Directions for this task
Nothing goes in the answer except the line that contains "pub use imports::*;" and the lines after it to the end of the material below, unchanged.

Data shown
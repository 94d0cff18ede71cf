//! # Toolpin Core Library
//!
//! This crate contains the core logic of the `toolpin` tool: it runs the Go
//! tools a project declares in its `tools.go`, pinned to the exact versions
//! recorded in `go.mod`, and keeps one compiled binary per tool and version in
//! a cache directory so repeated runs skip the build.
//!
//! ## Modules Overview
//! - [`imports`] – Extracting tool import paths from the declarations file
//! - [`modfile`] – Parsing the `go.mod` dependency manifest
//! - [`trie`] – Prefix tree mapping import paths to their enclosing module
//! - [`resolve`] – Pinning every declared tool to a module version
//! - [`package`] – The `Package` entity and its command/binary names
//! - [`cache`] – The versioned binary cache (install, run, touch, evict)
//! - [`installer`] – Install-all and run-by-name on top of the cache
//! - [`toolchain`] – The build/run capability and its `go install` implementation
//! - [`cancel`] – Cancellation signal for subprocesses
//! - [`config`] – `toolpin.toml` and cache directory discovery
//! - [`error`] – Error type shared by the modules above

pub mod error;
pub mod cancel;
pub mod package;
pub mod imports;
pub mod modfile;
pub mod trie;
pub mod resolve;
pub mod toolchain;
pub mod cache;
pub mod installer;
pub mod config;

pub use error::*;
pub use cancel::*;
pub use package::*;
pub use imports::*;
pub use modfile::*;
pub use trie::*;
pub use resolve::*;
pub use toolchain::*;
pub use cache::*;
pub use installer::*;
pub use config::*;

Solution to the exercise
pub use imports::*;
pub use modfile::*;
pub use trie::*;
pub use resolve::*;
pub use toolchain::*;
pub use cache::*;
pub use installer::*;
pub use config::*;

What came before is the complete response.